Analysis of erbin gene expression regulation by micrornas in breast cancer

Abstract

Breast cancer is a heterogeneous disease characterized by distinct molecular subtypes, defined by specific gene markers and mutations associated with different prognoses and treatment responses. The ERBIN (ERBB2IP) gene encodes a basolateral scaffold/adaptor protein that maintains epithelial cell polarity and adhesion, while also regulating key signaling pathways, including MAPK and TGF-β signaling. Its expression changes across diseases, including HER2-positive breast cancer.

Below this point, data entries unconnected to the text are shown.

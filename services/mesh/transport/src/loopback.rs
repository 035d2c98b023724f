//! In-process mesh.
//!
//! A [`LoopbackMesh`] is a shared hub. Each attached node gets a
//! [`LoopbackTransport`] and the receiver of its inbound queue. Unicast
//! reaches only the addressed node; broadcast reaches every other node.

use crate::{
    check_frame_size, InboundFrame, MeshTransport, TransportError, BROADCAST_ADDRESS,
    DEFAULT_INBOUND_QUEUE, MAX_APP_PAYLOAD,
};
use async_trait::async_trait;
use bytes::Bytes;
use dashmap::DashMap;
use std::sync::atomic::{AtomicBool, Ordering};
use std::sync::Arc;
use std::time::Duration;
use tokio::sync::mpsc;
use tracing::{debug, trace, warn};

const DEFAULT_SEND_TIMEOUT: Duration = Duration::from_millis(500);

struct Hub {
    nodes: DashMap<u16, mpsc::Sender<InboundFrame>>,
    link_down: AtomicBool,
    send_timeout: Duration,
    queue_depth: usize,
}

/// Shared in-process mesh
#[derive(Clone)]
pub struct LoopbackMesh {
    hub: Arc<Hub>,
}

impl Default for LoopbackMesh {
    fn default() -> Self {
        Self::new()
    }
}

impl LoopbackMesh {
    /// Create an empty mesh
    pub fn new() -> Self {
        Self::with_settings(DEFAULT_SEND_TIMEOUT, DEFAULT_INBOUND_QUEUE)
    }

    /// Create a mesh with a custom per-send timeout and queue depth
    pub fn with_settings(send_timeout: Duration, queue_depth: usize) -> Self {
        Self {
            hub: Arc::new(Hub {
                nodes: DashMap::new(),
                link_down: AtomicBool::new(false),
                send_timeout,
                queue_depth: queue_depth.max(1),
            }),
        }
    }

    /// Attach a node at `address`.
    ///
    /// Attaching an address twice replaces the earlier node's queue.
    pub fn attach(&self, address: u16) -> (LoopbackTransport, mpsc::Receiver<InboundFrame>) {
        let (tx, rx) = mpsc::channel(self.hub.queue_depth);
        if self.hub.nodes.insert(address, tx).is_some() {
            warn!("Loopback node 0x{:04X} re-attached", address);
        }
        debug!("Loopback node 0x{:04X} attached", address);

        let transport = LoopbackTransport {
            mesh: self.clone(),
            address,
            name: format!("loopback-{:04X}", address),
        };
        (transport, rx)
    }

    /// Remove the node at `address`
    pub fn detach(&self, address: u16) {
        if self.hub.nodes.remove(&address).is_some() {
            debug!("Loopback node 0x{:04X} detached", address);
        }
    }

    /// Number of attached nodes
    pub fn node_count(&self) -> usize {
        self.hub.nodes.len()
    }

    /// Simulate losing (or regaining) the radio link
    pub fn set_link_down(&self, down: bool) {
        self.hub.link_down.store(down, Ordering::Relaxed);
    }

    /// Deliver a raw frame to `dst` as if it came off the air
    pub async fn inject(&self, dst: u16, frame: InboundFrame) -> Result<(), TransportError> {
        self.deliver(dst, frame).await
    }

    async fn deliver(&self, dst: u16, frame: InboundFrame) -> Result<(), TransportError> {
        // Clone the sender out so no map guard is held across the await.
        let tx = self
            .hub
            .nodes
            .get(&dst)
            .map(|entry| entry.value().clone())
            .ok_or(TransportError::Unreachable(dst))?;

        match tokio::time::timeout(self.hub.send_timeout, tx.send(frame)).await {
            Ok(Ok(())) => Ok(()),
            Ok(Err(_)) => {
                self.hub.nodes.remove(&dst);
                Err(TransportError::Unreachable(dst))
            }
            Err(_) => Err(TransportError::Timeout(self.hub.send_timeout)),
        }
    }

    fn check_link(&self) -> Result<(), TransportError> {
        if self.hub.link_down.load(Ordering::Relaxed) {
            return Err(TransportError::LinkDown);
        }
        Ok(())
    }
}

/// One node's handle on a [`LoopbackMesh`]
pub struct LoopbackTransport {
    mesh: LoopbackMesh,
    address: u16,
    name: String,
}

impl LoopbackTransport {
    /// Transport-level address of this node
    pub fn address(&self) -> u16 {
        self.address
    }

    /// The mesh this node is attached to
    pub fn mesh(&self) -> &LoopbackMesh {
        &self.mesh
    }
}

#[async_trait]
impl MeshTransport for LoopbackTransport {
    async fn raw_send(&self, frame: Bytes, dst: u16) -> Result<(), TransportError> {
        check_frame_size(frame.len(), MAX_APP_PAYLOAD)?;
        self.mesh.check_link()?;

        if dst == BROADCAST_ADDRESS {
            return self.raw_broadcast(frame).await;
        }

        trace!("{} -> 0x{:04X}: {} bytes", self.name, dst, frame.len());
        self.mesh
            .deliver(
                dst,
                InboundFrame {
                    bytes: frame,
                    src_address: Some(self.address),
                },
            )
            .await
    }

    async fn raw_broadcast(&self, frame: Bytes) -> Result<(), TransportError> {
        check_frame_size(frame.len(), MAX_APP_PAYLOAD)?;
        self.mesh.check_link()?;

        let targets: Vec<u16> = self
            .mesh
            .hub
            .nodes
            .iter()
            .map(|entry| *entry.key())
            .filter(|addr| *addr != self.address)
            .collect();

        trace!("{} broadcast to {} nodes: {} bytes", self.name, targets.len(), frame.len());
        let mut delivered = 0;
        let mut last_error = None;
        for dst in targets {
            let inbound = InboundFrame {
                bytes: frame.clone(),
                src_address: Some(self.address),
            };
            match self.mesh.deliver(dst, inbound).await {
                Ok(()) => delivered += 1,
                Err(e) => {
                    debug!("{} broadcast to 0x{:04X} dropped: {}", self.name, dst, e);
                    last_error = Some(e);
                }
            }
        }

        match last_error {
            Some(e) if delivered == 0 => Err(e),
            _ => Ok(()),
        }
    }

    fn name(&self) -> &str {
        &self.name
    }
}

impl Drop for LoopbackTransport {
    fn drop(&mut self) {
        self.mesh.detach(self.address);
    }
}
//! UI view state consumed by the chat core: which conversation is open and
//! which contacts have unread messages.

use std::sync::atomic::{AtomicBool, Ordering};
use tokio::sync::RwLock;

/// Open conversation and per-slot unread flags
#[derive(Debug)]
pub struct ViewState {
    open: RwLock<Option<usize>>,
    unread: Vec<AtomicBool>,
}

impl ViewState {
    /// Create view state for `slots` contacts
    pub fn new(slots: usize) -> Self {
        Self {
            open: RwLock::new(None),
            unread: (0..slots.max(1)).map(|_| AtomicBool::new(false)).collect(),
        }
    }

    /// Open the conversation at `index` and mark it read
    pub async fn open(&self, index: usize) {
        *self.open.write().await = Some(index);
        self.mark_read(index);
    }

    /// Close whatever conversation is open
    pub async fn close(&self) {
        *self.open.write().await = None;
    }

    /// Slot of the open conversation
    pub async fn open_index(&self) -> Option<usize> {
        *self.open.read().await
    }

    /// Record an incoming message for `index`.
    ///
    /// Returns true when the message was flagged unread, i.e. its
    /// conversation is not the one on screen.
    pub async fn mark_incoming(&self, index: usize) -> bool {
        if self.open_index().await == Some(index) {
            self.mark_read(index);
            return false;
        }
        match self.unread.get(index) {
            Some(flag) => {
                flag.store(true, Ordering::Relaxed);
                true
            }
            None => false,
        }
    }

    /// Clear the unread flag of `index`
    pub fn mark_read(&self, index: usize) {
        if let Some(flag) = self.unread.get(index) {
            flag.store(false, Ordering::Relaxed);
        }
    }

    /// Whether `index` has unread messages
    pub fn has_unread(&self, index: usize) -> bool {
        self.unread
            .get(index)
            .map_or(false, |flag| flag.load(Ordering::Relaxed))
    }

    /// Close the open conversation and clear every flag
    pub async fn reset(&self) {
        self.close().await;
        self.unread
            .iter()
            .for_each(|flag| flag.store(false, Ordering::Relaxed));
    }
}
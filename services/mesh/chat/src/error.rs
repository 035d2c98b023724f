//! Chat core error types.

use meshtalk_transport::TransportError;
use meshtalk_wire::CodecError;
use std::time::Duration;
use thiserror::Error;

/// Contact directory errors
#[derive(Error, Debug, Clone, PartialEq, Eq)]
pub enum DirectoryError {
    /// The table lock could not be taken in time; skip this cycle
    #[error("contact directory busy (lock not acquired within {0:?})")]
    Busy(Duration),
}

/// Chat history errors
#[derive(Error, Debug, Clone, PartialEq, Eq)]
pub enum HistoryError {
    /// The history lock could not be taken in time; skip this cycle
    #[error("chat history busy (lock not acquired within {0:?})")]
    Busy(Duration),
}

/// Message router errors
#[derive(Error, Debug)]
pub enum RouterError {
    /// Frame did not match the wire layout
    #[error("codec error: {0}")]
    Codec(#[from] CodecError),

    /// Trailing checksum disagrees with the frame body
    #[error("checksum mismatch: frame carries 0x{expected:04X}, body hashes to 0x{actual:04X}")]
    ChecksumMismatch {
        /// Checksum carried by the frame
        expected: u16,
        /// Checksum computed over the body
        actual: u16,
    },

    /// The transport did not take the frame
    #[error("transport error: {0}")]
    Transport(#[from] TransportError),
}

impl RouterError {
    /// Stable code for logs
    pub fn error_code(&self) -> &'static str {
        match self {
            RouterError::Codec(e) => e.error_code(),
            RouterError::ChecksumMismatch { .. } => "CHECKSUM_MISMATCH",
            RouterError::Transport(e) => e.error_code(),
        }
    }

    /// Whether this is an integrity failure
    pub fn is_integrity(&self) -> bool {
        matches!(self, RouterError::ChecksumMismatch { .. })
    }
}

/// Application facade errors
#[derive(Error, Debug)]
pub enum AppError {
    /// No contact with this name
    #[error("unknown contact: {0}")]
    UnknownContact(String),

    /// The local node has no mesh address yet
    #[error("node not provisioned")]
    NotProvisioned,

    /// Contact directory unavailable
    #[error(transparent)]
    Directory(#[from] DirectoryError),

    /// Chat history unavailable
    #[error(transparent)]
    History(#[from] HistoryError),

    /// Router failure
    #[error(transparent)]
    Router(#[from] RouterError),
}

impl AppError {
    /// Stable code for logs
    pub fn error_code(&self) -> &'static str {
        match self {
            AppError::UnknownContact(_) => "UNKNOWN_CONTACT",
            AppError::NotProvisioned => "NOT_PROVISIONED",
            AppError::Directory(_) | AppError::History(_) => "BUSY",
            AppError::Router(e) => e.error_code(),
        }
    }
}
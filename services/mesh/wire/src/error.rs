//! Wire codec error types.

use thiserror::Error;

/// Errors produced while encoding or decoding a chat message
#[derive(Error, Debug, Clone, PartialEq, Eq)]
pub enum CodecError {
    /// Input ended before the layout was complete
    #[error("truncated: need {needed} bytes, have {available}")]
    Truncated {
        /// Bytes required to continue decoding
        needed: usize,
        /// Bytes actually available
        available: usize,
    },

    /// Payload exceeds the 255-byte maximum
    #[error("payload too large: {0} bytes")]
    PayloadTooLarge(usize),

    /// Unknown message type tag
    #[error("unknown message kind {0}")]
    UnknownKind(u8),

    /// Bytes left over after the declared payload
    #[error("{0} trailing bytes after payload")]
    TrailingBytes(usize),
}

impl CodecError {
    /// Whether the input simply did not match the wire layout
    pub fn is_framing(&self) -> bool {
        matches!(
            self,
            CodecError::Truncated { .. }
                | CodecError::PayloadTooLarge(_)
                | CodecError::TrailingBytes(_)
        )
    }

    /// Stable code for logs
    pub fn error_code(&self) -> &'static str {
        match self {
            CodecError::Truncated { .. } => "TRUNCATED",
            CodecError::PayloadTooLarge(_) => "PAYLOAD_TOO_LARGE",
            CodecError::UnknownKind(_) => "UNKNOWN_KIND",
            CodecError::TrailingBytes(_) => "TRAILING_BYTES",
        }
    }
}
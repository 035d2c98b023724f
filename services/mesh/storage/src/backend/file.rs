//! File-based storage backend with checksummed snapshots

use crate::{KvStore, StorageError};
use async_trait::async_trait;
use bytes::{Buf, BufMut, BytesMut};
use crc32fast::Hasher;
use std::collections::BTreeMap;
use std::path::{Path, PathBuf};
use tokio::sync::Mutex;
use tracing::{debug, info, warn};

/// Snapshot header: crc32 then body length, both little-endian
#[derive(Debug)]
struct SnapshotHeader {
    crc32: u32,
    len: u32,
}

impl SnapshotHeader {
    const SIZE: usize = 4 + 4;

    fn encode(&self, buf: &mut BytesMut) {
        buf.put_u32_le(self.crc32);
        buf.put_u32_le(self.len);
    }

    fn decode(buf: &mut &[u8]) -> Result<Self, StorageError> {
        if buf.remaining() < Self::SIZE {
            return Err(StorageError::Corruption(
                "Incomplete snapshot header".to_string(),
            ));
        }

        Ok(Self {
            crc32: buf.get_u32_le(),
            len: buf.get_u32_le(),
        })
    }

    fn compute_crc(body: &[u8]) -> u32 {
        let mut hasher = Hasher::new();
        hasher.update(body);
        hasher.finalize()
    }
}

/// Key-value store persisted as a single snapshot file.
///
/// Writes are staged in memory and written on [`KvStore::commit`] through a
/// temporary file and rename, so a crash leaves either the old or the new
/// snapshot on disk.
pub struct FileKv {
    path: PathBuf,
    entries: Mutex<BTreeMap<String, Vec<u8>>>,
}

impl FileKv {
    /// Open (or create) a store at `path`.
    ///
    /// A corrupt snapshot is logged and treated as empty.
    pub async fn open(path: impl Into<PathBuf>) -> Result<Self, StorageError> {
        let path = path.into();
        if let Some(parent) = path.parent() {
            if !parent.as_os_str().is_empty() {
                std::fs::create_dir_all(parent)?;
            }
        }

        let entries = if path.exists() {
            match Self::load_snapshot(&path) {
                Ok(entries) => {
                    info!("Loaded {} keys from {:?}", entries.len(), path);
                    entries
                }
                Err(e) => {
                    warn!("Ignoring unreadable store {:?}: {}", path, e);
                    BTreeMap::new()
                }
            }
        } else {
            BTreeMap::new()
        };

        Ok(Self {
            path,
            entries: Mutex::new(entries),
        })
    }

    /// Path of the snapshot file
    pub fn path(&self) -> &Path {
        &self.path
    }

    fn load_snapshot(path: &Path) -> Result<BTreeMap<String, Vec<u8>>, StorageError> {
        let content = std::fs::read(path)?;
        let mut buf = content.as_slice();
        let header = SnapshotHeader::decode(&mut buf)?;

        if buf.remaining() != header.len as usize {
            return Err(StorageError::Corruption(format!(
                "Snapshot length mismatch: header says {}, file has {}",
                header.len,
                buf.remaining()
            )));
        }
        if SnapshotHeader::compute_crc(buf) != header.crc32 {
            return Err(StorageError::Corruption("Snapshot crc mismatch".to_string()));
        }

        Ok(serde_json::from_slice(buf)?)
    }

    fn write_snapshot(
        path: &Path,
        entries: &BTreeMap<String, Vec<u8>>,
    ) -> Result<(), StorageError> {
        let body = serde_json::to_vec(entries)?;
        let header = SnapshotHeader {
            crc32: SnapshotHeader::compute_crc(&body),
            len: body.len() as u32,
        };

        let mut buf = BytesMut::with_capacity(SnapshotHeader::SIZE + body.len());
        header.encode(&mut buf);
        buf.put_slice(&body);

        let tmp = path.with_extension("tmp");
        std::fs::write(&tmp, &buf)?;
        std::fs::rename(&tmp, path)?;
        Ok(())
    }
}

#[async_trait]
impl KvStore for FileKv {
    async fn get(&self, key: &str) -> Result<Option<Vec<u8>>, StorageError> {
        Ok(self.entries.lock().await.get(key).cloned())
    }

    async fn set(&self, key: &str, value: &[u8]) -> Result<(), StorageError> {
        debug!("FileKv set key={} len={}", key, value.len());
        self.entries
            .lock()
            .await
            .insert(key.to_string(), value.to_vec());
        Ok(())
    }

    async fn erase_all(&self) -> Result<(), StorageError> {
        let mut entries = self.entries.lock().await;
        entries.clear();
        if self.path.exists() {
            std::fs::remove_file(&self.path)?;
        }
        info!("Erased store {:?}", self.path);
        Ok(())
    }

    async fn commit(&self) -> Result<(), StorageError> {
        let entries = self.entries.lock().await;
        Self::write_snapshot(&self.path, &entries)?;
        debug!("FileKv committed {} keys to {:?}", entries.len(), self.path);
        Ok(())
    }
}

#[cfg(test)]
mod tests {
    use super::*;
    use tempfile::TempDir;

    #[tokio::test]
    async fn test_file_kv_persists_across_reopen() {
        let dir = TempDir::new().unwrap();
        let path = dir.path().join("meshtalk.kv");

        let kv = FileKv::open(&path).await.unwrap();
        kv.set("user_0", b"alice").await.unwrap();
        kv.commit().await.unwrap();
        drop(kv);

        let kv = FileKv::open(&path).await.unwrap();
        assert_eq!(kv.get("user_0").await.unwrap(), Some(b"alice".to_vec()));
    }

    #[tokio::test]
    async fn test_uncommitted_writes_are_not_durable() {
        let dir = TempDir::new().unwrap();
        let path = dir.path().join("meshtalk.kv");

        let kv = FileKv::open(&path).await.unwrap();
        kv.set("user_0", b"alice").await.unwrap();
        drop(kv);

        let kv = FileKv::open(&path).await.unwrap();
        assert_eq!(kv.get("user_0").await.unwrap(), None);
    }

    #[tokio::test]
    async fn test_corrupt_snapshot_loads_empty() {
        let dir = TempDir::new().unwrap();
        let path = dir.path().join("meshtalk.kv");

        let kv = FileKv::open(&path).await.unwrap();
        kv.set("user_count", b"1").await.unwrap();
        kv.commit().await.unwrap();
        drop(kv);

        let mut raw = std::fs::read(&path).unwrap();
        let last = raw.len() - 1;
        raw[last] ^= 0xFF;
        std::fs::write(&path, raw).unwrap();

        let kv = FileKv::open(&path).await.unwrap();
        assert_eq!(kv.get("user_count").await.unwrap(), None);
    }

    #[tokio::test]
    async fn test_garbage_file_loads_empty() {
        let dir = TempDir::new().unwrap();
        let path = dir.path().join("meshtalk.kv");
        std::fs::write(&path, b"xx").unwrap();

        let kv = FileKv::open(&path).await.unwrap();
        assert_eq!(kv.get("anything").await.unwrap(), None);
    }

    #[tokio::test]
    async fn test_erase_all_removes_file() {
        let dir = TempDir::new().unwrap();
        let path = dir.path().join("meshtalk.kv");

        let kv = FileKv::open(&path).await.unwrap();
        kv.set("k", b"v").await.unwrap();
        kv.commit().await.unwrap();
        assert!(path.exists());

        kv.erase_all().await.unwrap();
        assert!(!path.exists());
        assert_eq!(kv.get("k").await.unwrap(), None);
    }
}
// File: src/search.rs
// Purpose: Ordered query-string multimap

use std::fmt;

/// Ordered list of query-string entries, keys may repeat
///
/// ```
/// use rhtmx_typed_routes::SearchParams;
///
/// let params = SearchParams::parse("?tag=a&tag=b%20c&page=2");
/// assert_eq!(params.get_all("tag"), vec!["a", "b c"]);
/// assert_eq!(params.to_string(), "tag=a&tag=b%20c&page=2");
/// ```
#[derive(Debug, Clone, Default, PartialEq, Eq)]
pub struct SearchParams {
    entries: Vec<(String, String)>,
}

impl SearchParams {
    pub fn new() -> Self {
        Self::default()
    }

    /// Parses a query string, with or without the leading `?`
    ///
    /// `+` decodes to a space; pairs that fail percent-decoding are kept verbatim.
    pub fn parse(query: &str) -> Self {
        let query = query.strip_prefix('?').unwrap_or(query);

        let entries = query
            .split('&')
            .filter(|pair| !pair.is_empty())
            .map(|pair| {
                let (key, value) = pair.split_once('=').unwrap_or((pair, ""));
                (decode(key), decode(value))
            })
            .collect();

        Self { entries }
    }

    pub fn append(&mut self, key: impl Into<String>, value: impl Into<String>) {
        self.entries.push((key.into(), value.into()));
    }

    /// First value stored under `key`
    pub fn get(&self, key: &str) -> Option<&str> {
        self.entries
            .iter()
            .find(|(k, _)| k == key)
            .map(|(_, v)| v.as_str())
    }

    /// Every value stored under `key`, in order
    pub fn get_all(&self, key: &str) -> Vec<&str> {
        self.entries
            .iter()
            .filter(|(k, _)| k == key)
            .map(|(_, v)| v.as_str())
            .collect()
    }

    pub fn contains_key(&self, key: &str) -> bool {
        self.entries.iter().any(|(k, _)| k == key)
    }

    /// Drops every entry under `key`
    pub fn remove(&mut self, key: &str) {
        self.entries.retain(|(k, _)| k != key);
    }

    pub fn extend(&mut self, other: &SearchParams) {
        self.entries.extend(other.entries.iter().cloned());
    }

    pub fn iter(&self) -> impl Iterator<Item = (&str, &str)> {
        self.entries.iter().map(|(k, v)| (k.as_str(), v.as_str()))
    }

    pub fn len(&self) -> usize {
        self.entries.len()
    }

    pub fn is_empty(&self) -> bool {
        self.entries.is_empty()
    }
}

fn decode(raw: &str) -> String {
    let raw = raw.replace('+', " ");
    match urlencoding::decode(&raw) {
        Ok(decoded) => decoded.into_owned(),
        Err(_) => raw,
    }
}

/// Encodes the entries without a leading `?`
impl fmt::Display for SearchParams {
    fn fmt(&self, f: &mut fmt::Formatter<'_>) -> fmt::Result {
        let query = self
            .entries
            .iter()
            .map(|(k, v)| format!("{}={}", urlencoding::encode(k), urlencoding::encode(v)))
            .collect::<Vec<_>>()
            .join("&");
        f.write_str(&query)
    }
}

impl<K, V> FromIterator<(K, V)> for SearchParams
where
    K: Into<String>,
    V: Into<String>,
{
    fn from_iter<I: IntoIterator<Item = (K, V)>>(iter: I) -> Self {
        Self {
            entries: iter.into_iter().map(|(k, v)| (k.into(), v.into())).collect(),
        }
    }
}

#[cfg(test)]
mod tests {
    use super::*;

    #[test]
    fn test_parse_empty() {
        assert!(SearchParams::parse("").is_empty());
        assert!(SearchParams::parse("?").is_empty());
    }

    #[test]
    fn test_parse_plus_and_bare_keys() {
        let params = SearchParams::parse("q=a+b&flag");
        assert_eq!(params.get("q"), Some("a b"));
        assert_eq!(params.get("flag"), Some(""));
    }

    #[test]
    fn test_remove_and_extend() {
        let mut params: SearchParams = [("a", "1"), ("b", "2"), ("a", "3")].into_iter().collect();
        params.remove("a");
        assert_eq!(params.to_string(), "b=2");

        params.extend(&SearchParams::parse("c=4"));
        assert_eq!(params.len(), 2);
        assert!(params.contains_key("c"));
    }

    #[test]
    fn test_encoding_roundtrip_of_reserved_characters() {
        let mut params = SearchParams::new();
        params.append("q", "a&b=c");
        let encoded = params.to_string();
        assert_eq!(encoded, "q=a%26b%3Dc");
        assert_eq!(SearchParams::parse(&encoded).get("q"), Some("a&b=c"));
    }
}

However, the mechanisms underlying aberrant ERBIN expression levels remain poorly investigated. This study aimed to identify specific miRNAs regulating ERBIN expression in distinct breast cancer subtypes and to understand further regulatory interactions within the miRNA-ERBIN axis. ERBIN expression patterns in publicly available breast cancer patient datasets were analyzed across molecular subtypes, TP53 mutation status, and hormone receptor status to address this aim. Expression correlation analysis between ERBIN and miRNA expression, and the results from miRNA target prediction tools, identified potential miRNAs that may regulate ERBIN expression in breast cancer. These candidates were further analyzed for their expression in aggressive subgroups to evaluate their inverse association with ERBIN, considering clinical characteristics. In addition, miRNA-seq analysis following ERBIN knockdown in MDA-MB-231 cells revealed potential regulatory feedback loops between ERBIN and selected miRNAs. Overall, the results provide comprehensive insight into the post-transcriptional regulation of ERBIN in breast cancer and suggest that the miRNA-ERBIN relationships provide a potential biomarker or therapeutic target.